SOURCE RECORDS >>

[Start of Attachment]

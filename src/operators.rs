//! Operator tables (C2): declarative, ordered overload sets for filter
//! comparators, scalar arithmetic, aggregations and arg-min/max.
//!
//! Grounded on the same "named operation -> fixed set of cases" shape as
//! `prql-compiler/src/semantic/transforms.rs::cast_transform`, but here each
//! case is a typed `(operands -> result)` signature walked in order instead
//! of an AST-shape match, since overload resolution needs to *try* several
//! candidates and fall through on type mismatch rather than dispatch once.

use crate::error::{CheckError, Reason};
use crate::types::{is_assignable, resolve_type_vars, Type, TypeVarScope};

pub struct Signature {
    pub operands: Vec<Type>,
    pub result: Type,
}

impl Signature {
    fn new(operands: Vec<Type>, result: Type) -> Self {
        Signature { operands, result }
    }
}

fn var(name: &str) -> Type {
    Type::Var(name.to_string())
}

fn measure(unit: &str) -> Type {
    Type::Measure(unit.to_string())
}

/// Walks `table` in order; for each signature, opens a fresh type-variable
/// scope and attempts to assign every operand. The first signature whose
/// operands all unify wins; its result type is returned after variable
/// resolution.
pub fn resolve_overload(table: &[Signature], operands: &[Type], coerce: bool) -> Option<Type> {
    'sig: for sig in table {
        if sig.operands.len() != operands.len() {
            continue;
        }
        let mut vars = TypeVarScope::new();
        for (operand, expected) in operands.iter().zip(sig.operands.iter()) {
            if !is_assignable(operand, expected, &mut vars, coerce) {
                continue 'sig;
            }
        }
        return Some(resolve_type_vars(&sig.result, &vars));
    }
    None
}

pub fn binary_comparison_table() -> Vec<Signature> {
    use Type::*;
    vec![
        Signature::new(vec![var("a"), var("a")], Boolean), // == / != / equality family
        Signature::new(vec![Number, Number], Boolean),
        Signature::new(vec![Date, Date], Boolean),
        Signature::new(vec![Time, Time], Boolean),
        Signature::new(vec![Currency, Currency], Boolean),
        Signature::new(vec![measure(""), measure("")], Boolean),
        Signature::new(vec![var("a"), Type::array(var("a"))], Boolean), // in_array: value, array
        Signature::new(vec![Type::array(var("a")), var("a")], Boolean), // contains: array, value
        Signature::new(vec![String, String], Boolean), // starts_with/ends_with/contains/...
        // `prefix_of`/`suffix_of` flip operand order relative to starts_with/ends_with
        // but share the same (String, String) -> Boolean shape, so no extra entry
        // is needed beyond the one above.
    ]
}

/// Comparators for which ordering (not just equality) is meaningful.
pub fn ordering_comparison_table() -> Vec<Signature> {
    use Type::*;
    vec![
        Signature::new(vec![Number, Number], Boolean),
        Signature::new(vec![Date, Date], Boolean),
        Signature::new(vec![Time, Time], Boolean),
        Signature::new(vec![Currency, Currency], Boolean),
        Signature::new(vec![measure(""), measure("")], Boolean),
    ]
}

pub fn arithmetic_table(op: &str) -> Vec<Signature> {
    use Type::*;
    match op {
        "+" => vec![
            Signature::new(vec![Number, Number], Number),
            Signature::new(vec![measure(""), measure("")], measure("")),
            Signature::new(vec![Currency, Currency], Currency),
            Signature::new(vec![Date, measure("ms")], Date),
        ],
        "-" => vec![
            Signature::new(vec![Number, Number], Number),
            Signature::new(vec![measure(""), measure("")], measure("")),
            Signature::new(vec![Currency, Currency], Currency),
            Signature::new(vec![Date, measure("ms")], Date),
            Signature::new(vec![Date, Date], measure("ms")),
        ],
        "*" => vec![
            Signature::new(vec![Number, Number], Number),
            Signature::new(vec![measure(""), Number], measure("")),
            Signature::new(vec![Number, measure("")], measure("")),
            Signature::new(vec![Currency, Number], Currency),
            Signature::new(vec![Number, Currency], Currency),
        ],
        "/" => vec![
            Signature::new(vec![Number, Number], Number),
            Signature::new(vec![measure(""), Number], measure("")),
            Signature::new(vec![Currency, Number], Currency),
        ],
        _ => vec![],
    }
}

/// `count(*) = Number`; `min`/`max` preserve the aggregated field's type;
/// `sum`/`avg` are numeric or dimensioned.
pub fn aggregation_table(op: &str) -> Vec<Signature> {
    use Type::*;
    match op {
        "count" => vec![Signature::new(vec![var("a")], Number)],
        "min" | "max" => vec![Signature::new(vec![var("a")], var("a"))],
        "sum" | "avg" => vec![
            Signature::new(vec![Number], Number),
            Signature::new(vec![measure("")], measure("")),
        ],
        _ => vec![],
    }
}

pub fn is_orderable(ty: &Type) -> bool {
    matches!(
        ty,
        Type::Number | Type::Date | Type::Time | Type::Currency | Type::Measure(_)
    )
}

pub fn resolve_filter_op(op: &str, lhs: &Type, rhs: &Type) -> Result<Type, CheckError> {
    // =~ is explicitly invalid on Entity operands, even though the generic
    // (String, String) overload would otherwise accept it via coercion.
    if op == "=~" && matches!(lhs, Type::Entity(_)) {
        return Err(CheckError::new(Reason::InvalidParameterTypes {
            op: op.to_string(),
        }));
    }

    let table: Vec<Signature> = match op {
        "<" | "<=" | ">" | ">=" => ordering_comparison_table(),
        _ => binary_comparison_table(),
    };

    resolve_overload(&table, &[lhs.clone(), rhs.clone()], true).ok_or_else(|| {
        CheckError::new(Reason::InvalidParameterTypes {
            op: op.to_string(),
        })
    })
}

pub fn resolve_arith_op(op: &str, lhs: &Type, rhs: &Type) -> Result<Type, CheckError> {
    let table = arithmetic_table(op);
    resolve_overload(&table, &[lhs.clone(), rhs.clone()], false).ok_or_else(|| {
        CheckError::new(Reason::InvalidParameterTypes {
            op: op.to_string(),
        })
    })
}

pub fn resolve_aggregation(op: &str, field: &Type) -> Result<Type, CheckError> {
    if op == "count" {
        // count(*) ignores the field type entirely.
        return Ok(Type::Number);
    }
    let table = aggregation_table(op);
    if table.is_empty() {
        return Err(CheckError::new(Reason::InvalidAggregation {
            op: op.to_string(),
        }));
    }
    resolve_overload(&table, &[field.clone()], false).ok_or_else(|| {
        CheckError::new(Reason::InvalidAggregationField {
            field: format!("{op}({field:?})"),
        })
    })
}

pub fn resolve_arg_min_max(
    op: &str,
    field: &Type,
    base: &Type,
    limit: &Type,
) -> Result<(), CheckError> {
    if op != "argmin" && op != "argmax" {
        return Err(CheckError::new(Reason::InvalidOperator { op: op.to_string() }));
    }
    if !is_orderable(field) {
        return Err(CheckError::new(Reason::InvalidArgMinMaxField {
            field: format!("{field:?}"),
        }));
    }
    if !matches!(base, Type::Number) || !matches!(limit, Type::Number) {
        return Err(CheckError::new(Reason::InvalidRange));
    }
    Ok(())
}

[End of Attachment]
[Start of Attachment]

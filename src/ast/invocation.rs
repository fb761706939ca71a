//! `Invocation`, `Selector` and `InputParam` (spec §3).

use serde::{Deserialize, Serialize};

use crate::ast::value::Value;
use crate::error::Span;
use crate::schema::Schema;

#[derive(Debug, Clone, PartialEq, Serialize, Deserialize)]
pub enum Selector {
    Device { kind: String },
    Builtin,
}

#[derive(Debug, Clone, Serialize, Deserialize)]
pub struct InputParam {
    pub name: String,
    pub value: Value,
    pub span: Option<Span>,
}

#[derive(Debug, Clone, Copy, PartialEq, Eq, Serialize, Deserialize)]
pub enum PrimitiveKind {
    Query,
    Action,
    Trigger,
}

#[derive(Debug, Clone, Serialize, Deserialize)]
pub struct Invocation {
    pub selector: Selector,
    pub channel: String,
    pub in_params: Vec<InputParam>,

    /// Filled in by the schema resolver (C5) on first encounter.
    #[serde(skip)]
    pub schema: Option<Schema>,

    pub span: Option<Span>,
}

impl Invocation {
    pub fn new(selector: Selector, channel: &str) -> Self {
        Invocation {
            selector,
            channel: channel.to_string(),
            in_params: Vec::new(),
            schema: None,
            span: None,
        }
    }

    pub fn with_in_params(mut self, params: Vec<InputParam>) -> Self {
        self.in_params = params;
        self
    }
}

[End of Attachment]
[Start of Attachment]

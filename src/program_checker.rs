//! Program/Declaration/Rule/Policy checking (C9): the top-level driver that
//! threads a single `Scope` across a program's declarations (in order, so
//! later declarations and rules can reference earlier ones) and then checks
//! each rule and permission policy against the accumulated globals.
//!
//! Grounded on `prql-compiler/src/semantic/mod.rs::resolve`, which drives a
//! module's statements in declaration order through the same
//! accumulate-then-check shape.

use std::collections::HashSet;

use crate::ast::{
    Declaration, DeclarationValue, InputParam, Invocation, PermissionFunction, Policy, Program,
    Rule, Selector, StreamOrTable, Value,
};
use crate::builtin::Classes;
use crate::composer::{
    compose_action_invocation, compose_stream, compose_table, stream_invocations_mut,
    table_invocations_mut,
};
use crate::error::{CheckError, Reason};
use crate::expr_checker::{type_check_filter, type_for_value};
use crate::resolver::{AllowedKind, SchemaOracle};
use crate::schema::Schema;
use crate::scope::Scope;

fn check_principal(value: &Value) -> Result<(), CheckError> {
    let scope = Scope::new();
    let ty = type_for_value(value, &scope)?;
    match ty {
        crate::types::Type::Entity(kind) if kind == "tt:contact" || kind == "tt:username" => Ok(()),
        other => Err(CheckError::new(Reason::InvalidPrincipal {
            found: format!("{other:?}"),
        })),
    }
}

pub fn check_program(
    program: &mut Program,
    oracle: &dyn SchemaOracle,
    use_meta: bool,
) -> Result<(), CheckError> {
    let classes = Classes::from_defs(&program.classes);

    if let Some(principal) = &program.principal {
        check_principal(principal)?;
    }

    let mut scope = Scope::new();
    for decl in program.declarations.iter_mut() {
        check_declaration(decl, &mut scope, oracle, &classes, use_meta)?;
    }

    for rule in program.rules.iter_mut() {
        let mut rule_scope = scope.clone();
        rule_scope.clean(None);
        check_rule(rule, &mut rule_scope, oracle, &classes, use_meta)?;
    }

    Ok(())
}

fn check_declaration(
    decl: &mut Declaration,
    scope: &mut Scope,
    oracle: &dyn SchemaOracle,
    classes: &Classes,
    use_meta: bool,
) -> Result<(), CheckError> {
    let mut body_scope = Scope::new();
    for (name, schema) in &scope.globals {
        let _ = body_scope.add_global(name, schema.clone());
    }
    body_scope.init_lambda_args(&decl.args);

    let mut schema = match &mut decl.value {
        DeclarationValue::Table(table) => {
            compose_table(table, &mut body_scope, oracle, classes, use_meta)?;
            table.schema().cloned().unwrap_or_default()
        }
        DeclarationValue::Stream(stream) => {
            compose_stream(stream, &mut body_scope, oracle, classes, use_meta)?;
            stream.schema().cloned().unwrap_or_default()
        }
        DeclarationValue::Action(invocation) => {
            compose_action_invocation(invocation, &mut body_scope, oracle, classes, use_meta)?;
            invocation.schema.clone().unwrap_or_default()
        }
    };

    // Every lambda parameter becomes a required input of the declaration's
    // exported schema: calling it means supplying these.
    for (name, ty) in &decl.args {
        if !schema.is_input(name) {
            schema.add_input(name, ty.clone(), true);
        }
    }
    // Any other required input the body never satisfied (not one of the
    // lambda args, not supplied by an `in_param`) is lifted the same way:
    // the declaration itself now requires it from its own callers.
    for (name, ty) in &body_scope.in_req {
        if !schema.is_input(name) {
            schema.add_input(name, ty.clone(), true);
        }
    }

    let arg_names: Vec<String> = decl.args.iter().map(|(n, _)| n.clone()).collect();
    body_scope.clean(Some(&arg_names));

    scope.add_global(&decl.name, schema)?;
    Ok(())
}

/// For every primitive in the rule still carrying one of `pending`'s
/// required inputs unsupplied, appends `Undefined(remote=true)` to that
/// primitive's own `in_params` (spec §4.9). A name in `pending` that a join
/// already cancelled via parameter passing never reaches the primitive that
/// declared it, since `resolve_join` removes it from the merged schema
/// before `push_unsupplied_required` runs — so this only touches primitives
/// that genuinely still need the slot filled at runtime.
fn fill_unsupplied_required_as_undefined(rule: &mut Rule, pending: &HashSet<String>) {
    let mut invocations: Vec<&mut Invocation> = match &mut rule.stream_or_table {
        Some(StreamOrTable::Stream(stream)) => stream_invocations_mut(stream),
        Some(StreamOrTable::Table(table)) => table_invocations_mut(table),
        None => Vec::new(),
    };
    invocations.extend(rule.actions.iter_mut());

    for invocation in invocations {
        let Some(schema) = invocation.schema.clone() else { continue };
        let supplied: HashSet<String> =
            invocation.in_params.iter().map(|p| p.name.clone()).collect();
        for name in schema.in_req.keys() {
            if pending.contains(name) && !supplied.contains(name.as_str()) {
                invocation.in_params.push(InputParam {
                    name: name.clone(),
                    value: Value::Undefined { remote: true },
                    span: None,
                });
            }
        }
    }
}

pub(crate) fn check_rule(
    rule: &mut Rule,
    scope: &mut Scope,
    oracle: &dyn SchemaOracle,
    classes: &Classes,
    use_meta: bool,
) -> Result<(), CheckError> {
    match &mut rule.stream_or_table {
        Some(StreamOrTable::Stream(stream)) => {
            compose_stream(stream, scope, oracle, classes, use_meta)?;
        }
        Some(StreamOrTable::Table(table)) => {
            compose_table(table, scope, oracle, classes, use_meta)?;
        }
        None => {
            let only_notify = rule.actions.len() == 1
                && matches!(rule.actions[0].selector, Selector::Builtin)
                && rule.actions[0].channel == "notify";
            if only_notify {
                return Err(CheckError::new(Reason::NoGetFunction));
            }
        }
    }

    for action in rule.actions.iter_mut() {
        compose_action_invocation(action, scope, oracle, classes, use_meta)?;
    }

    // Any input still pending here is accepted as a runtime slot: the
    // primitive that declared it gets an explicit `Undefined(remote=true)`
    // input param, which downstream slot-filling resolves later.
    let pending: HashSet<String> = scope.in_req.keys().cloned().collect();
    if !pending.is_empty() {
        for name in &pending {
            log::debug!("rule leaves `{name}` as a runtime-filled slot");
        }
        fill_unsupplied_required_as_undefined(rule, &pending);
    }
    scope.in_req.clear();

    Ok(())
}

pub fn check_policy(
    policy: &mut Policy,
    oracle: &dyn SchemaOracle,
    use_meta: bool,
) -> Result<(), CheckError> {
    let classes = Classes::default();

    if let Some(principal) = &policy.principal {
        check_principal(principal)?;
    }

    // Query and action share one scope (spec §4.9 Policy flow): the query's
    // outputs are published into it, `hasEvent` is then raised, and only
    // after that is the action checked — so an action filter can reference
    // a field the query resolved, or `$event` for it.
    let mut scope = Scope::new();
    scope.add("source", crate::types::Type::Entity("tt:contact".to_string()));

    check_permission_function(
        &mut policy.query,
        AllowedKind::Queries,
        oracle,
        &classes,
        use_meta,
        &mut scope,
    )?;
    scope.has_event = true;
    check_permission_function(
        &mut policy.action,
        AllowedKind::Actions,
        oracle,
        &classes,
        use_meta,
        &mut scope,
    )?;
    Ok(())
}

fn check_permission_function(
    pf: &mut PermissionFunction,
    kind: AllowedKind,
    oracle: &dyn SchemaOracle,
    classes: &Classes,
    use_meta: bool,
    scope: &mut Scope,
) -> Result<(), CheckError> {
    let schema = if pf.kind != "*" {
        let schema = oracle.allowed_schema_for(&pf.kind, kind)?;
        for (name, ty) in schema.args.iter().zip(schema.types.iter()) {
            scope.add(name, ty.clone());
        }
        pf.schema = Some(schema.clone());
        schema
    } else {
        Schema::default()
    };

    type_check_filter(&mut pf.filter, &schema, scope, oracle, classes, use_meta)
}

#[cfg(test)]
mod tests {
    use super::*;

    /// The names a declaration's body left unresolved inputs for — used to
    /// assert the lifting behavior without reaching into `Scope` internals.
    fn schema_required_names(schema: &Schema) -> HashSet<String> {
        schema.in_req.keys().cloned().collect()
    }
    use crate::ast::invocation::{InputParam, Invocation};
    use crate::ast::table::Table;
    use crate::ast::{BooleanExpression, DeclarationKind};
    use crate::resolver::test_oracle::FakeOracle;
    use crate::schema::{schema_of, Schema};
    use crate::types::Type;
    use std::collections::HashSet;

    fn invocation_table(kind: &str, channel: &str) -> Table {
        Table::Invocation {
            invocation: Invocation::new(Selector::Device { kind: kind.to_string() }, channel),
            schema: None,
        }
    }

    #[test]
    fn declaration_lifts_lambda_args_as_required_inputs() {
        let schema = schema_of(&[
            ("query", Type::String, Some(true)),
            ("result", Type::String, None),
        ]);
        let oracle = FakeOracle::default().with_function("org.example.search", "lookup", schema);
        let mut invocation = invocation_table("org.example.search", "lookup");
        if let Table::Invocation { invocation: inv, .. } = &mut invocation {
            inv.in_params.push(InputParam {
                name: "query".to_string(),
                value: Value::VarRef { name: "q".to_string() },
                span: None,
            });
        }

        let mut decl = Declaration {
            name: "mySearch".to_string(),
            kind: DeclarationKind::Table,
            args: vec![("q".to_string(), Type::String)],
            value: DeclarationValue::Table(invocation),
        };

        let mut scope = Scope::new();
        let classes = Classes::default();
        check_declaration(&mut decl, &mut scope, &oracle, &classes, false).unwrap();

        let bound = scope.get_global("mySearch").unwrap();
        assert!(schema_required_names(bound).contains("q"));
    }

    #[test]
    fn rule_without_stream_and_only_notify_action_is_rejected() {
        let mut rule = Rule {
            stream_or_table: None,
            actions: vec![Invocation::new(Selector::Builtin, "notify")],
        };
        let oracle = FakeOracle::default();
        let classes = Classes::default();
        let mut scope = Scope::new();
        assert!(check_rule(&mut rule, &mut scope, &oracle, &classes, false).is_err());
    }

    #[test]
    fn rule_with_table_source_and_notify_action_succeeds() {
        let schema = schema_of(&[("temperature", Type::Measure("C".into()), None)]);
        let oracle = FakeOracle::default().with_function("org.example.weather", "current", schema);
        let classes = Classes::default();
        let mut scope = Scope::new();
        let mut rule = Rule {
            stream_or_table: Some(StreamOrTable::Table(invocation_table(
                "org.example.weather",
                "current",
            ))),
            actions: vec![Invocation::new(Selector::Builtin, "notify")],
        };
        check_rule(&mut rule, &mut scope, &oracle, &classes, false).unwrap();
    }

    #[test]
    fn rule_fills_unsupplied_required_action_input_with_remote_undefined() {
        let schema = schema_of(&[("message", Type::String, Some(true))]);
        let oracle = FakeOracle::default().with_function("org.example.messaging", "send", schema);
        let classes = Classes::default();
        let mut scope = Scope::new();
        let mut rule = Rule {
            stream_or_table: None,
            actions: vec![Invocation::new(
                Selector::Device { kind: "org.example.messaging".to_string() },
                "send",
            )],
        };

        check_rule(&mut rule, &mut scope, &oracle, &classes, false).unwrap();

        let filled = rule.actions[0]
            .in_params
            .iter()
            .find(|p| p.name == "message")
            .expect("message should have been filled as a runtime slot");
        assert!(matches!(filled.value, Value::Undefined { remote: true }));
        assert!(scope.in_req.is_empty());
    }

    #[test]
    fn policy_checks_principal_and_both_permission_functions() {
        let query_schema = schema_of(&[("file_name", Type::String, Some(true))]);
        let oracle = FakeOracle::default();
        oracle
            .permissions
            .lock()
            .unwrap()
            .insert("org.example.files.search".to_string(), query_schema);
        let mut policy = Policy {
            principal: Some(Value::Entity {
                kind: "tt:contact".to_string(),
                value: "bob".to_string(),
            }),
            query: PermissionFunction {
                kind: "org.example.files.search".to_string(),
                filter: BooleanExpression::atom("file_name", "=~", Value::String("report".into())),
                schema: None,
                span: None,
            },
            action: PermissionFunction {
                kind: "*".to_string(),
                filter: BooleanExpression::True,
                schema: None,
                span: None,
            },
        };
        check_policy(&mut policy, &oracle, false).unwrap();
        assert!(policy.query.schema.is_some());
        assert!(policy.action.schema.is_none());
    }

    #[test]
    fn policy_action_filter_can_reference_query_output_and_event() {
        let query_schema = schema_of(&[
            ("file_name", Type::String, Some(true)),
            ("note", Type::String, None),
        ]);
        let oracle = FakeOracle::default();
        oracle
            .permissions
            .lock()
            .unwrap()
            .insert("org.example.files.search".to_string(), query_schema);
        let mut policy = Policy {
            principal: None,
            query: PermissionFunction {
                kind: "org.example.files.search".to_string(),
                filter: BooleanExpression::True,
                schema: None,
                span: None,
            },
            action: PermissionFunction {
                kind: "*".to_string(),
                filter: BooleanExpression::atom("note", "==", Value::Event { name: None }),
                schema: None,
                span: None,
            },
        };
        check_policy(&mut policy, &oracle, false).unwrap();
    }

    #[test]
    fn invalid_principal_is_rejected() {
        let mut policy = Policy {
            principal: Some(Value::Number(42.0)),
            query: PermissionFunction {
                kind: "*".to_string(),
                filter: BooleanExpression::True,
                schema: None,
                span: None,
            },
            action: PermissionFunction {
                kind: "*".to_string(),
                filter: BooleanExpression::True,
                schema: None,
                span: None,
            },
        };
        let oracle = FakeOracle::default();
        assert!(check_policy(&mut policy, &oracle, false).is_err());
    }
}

[End of Attachment]

THE TASK >> Where does the string "Deserialize" appear in the records? Copy every line that holds it.

RESULT BELOW >>
use serde::{Deserialize, Serialize};
#[derive(Debug, Clone, PartialEq, Serialize, Deserialize)]
#[derive(Debug, Clone, Serialize, Deserialize)]
#[derive(Debug, Clone, Copy, PartialEq, Eq, Serialize, Deserialize)]
#[derive(Debug, Clone, Serialize, Deserialize)]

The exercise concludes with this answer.